** Records for this exercise follows **

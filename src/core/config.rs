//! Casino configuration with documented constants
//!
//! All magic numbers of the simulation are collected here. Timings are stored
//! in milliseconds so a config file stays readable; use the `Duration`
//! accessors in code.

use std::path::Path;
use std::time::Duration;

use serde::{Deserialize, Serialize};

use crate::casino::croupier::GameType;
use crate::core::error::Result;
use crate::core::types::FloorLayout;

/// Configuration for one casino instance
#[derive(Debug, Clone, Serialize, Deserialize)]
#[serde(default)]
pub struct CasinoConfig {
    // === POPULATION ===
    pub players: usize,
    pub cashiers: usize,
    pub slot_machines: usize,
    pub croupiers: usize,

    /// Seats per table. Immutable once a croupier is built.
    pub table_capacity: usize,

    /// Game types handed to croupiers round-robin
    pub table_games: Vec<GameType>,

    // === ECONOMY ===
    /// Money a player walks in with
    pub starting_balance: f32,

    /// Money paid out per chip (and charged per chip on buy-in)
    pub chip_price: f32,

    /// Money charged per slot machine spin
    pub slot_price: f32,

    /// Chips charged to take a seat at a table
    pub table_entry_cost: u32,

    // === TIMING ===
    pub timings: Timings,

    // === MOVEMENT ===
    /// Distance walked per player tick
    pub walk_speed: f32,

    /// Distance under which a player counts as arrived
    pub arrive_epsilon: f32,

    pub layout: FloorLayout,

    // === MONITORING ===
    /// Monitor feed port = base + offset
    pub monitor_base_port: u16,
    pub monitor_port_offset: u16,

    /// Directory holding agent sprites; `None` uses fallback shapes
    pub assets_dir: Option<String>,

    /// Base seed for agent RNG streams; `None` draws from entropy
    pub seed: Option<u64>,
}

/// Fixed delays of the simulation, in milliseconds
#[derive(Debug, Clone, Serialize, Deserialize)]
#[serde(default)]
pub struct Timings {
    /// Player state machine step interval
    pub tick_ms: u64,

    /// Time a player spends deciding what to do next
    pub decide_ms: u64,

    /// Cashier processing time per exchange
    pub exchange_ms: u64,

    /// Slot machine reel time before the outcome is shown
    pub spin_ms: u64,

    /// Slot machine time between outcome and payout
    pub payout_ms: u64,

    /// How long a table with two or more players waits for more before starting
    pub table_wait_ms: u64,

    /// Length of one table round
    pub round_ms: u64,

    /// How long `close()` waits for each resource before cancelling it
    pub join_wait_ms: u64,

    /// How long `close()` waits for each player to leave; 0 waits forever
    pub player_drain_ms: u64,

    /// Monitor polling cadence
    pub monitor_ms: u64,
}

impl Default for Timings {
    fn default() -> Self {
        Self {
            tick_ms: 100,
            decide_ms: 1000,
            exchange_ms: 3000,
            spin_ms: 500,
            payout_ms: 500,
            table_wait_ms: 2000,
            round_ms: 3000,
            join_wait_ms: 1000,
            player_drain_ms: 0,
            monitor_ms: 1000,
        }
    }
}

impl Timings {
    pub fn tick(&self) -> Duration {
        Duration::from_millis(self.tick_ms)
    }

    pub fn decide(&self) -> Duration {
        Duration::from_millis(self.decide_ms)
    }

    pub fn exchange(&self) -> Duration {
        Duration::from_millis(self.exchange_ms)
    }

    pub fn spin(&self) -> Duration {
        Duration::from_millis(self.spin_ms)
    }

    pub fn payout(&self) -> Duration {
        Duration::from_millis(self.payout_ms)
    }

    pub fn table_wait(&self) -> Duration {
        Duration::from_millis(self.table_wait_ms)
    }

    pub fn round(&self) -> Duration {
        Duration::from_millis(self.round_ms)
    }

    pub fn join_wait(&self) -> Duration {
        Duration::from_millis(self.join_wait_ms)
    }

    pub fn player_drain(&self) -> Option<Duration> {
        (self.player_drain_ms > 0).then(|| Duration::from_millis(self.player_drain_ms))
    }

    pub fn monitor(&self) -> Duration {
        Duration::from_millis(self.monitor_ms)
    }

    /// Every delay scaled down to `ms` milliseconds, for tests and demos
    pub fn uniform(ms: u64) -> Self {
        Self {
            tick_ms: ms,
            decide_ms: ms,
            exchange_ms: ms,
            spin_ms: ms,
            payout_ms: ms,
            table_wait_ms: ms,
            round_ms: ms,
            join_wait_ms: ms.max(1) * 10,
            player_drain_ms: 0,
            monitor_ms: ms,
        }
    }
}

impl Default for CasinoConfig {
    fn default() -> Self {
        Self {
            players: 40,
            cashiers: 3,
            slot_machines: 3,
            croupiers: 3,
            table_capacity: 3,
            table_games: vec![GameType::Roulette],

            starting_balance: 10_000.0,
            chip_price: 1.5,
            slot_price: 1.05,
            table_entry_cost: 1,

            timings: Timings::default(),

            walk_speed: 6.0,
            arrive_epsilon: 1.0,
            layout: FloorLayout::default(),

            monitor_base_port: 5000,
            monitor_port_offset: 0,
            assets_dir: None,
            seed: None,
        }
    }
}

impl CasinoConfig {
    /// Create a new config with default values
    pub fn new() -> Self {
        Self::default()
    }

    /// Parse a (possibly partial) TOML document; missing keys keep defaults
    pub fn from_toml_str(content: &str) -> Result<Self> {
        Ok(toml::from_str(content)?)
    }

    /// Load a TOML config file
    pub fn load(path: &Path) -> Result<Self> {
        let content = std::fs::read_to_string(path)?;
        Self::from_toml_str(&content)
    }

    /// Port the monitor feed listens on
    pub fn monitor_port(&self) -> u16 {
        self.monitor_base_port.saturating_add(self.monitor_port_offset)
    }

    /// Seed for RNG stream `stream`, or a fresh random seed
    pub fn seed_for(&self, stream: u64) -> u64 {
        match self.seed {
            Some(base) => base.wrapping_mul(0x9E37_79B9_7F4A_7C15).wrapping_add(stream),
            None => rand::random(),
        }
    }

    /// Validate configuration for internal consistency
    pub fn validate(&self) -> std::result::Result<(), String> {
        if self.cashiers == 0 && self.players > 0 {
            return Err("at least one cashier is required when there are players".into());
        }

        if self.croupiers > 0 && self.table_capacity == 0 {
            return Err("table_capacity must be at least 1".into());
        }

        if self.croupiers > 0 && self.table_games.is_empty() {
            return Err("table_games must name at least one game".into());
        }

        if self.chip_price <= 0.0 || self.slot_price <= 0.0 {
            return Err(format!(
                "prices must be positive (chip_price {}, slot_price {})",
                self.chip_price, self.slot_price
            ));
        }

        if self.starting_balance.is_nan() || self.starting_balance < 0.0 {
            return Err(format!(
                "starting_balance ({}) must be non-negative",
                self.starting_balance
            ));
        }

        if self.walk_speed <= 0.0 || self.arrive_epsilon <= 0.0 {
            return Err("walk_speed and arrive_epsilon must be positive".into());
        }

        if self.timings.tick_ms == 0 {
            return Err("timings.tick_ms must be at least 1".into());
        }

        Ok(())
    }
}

** End of Records for this exercise **
** Records for this exercise follows **

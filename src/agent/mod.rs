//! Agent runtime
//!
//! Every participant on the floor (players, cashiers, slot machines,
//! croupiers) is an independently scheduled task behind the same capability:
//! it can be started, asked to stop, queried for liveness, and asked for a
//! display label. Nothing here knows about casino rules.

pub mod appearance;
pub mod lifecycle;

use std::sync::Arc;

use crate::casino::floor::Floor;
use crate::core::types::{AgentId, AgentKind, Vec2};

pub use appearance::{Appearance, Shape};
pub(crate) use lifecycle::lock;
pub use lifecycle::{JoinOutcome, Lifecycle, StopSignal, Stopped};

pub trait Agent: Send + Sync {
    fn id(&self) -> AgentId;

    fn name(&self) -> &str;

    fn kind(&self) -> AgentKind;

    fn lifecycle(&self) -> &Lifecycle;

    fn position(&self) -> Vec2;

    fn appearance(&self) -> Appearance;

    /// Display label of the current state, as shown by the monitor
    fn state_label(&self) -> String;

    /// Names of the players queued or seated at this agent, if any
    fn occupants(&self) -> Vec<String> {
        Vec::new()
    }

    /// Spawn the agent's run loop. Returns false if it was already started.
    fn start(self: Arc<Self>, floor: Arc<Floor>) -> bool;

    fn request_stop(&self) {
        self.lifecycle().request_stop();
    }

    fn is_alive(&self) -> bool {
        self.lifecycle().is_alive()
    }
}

** End of Records for this exercise **

**Activity**
Set down, unchanged, only those lines above that fall between the line with "filename src/agent/mod.rs" and the line with "asked for a", the two end lines included.

**Output below**
filename src/agent/mod.rs
//! Agent runtime
//!
//! Every participant on the floor (players, cashiers, slot machines,
//! croupiers) is an independently scheduled task behind the same capability:
//! it can be started, asked to stop, queried for liveness, and asked for a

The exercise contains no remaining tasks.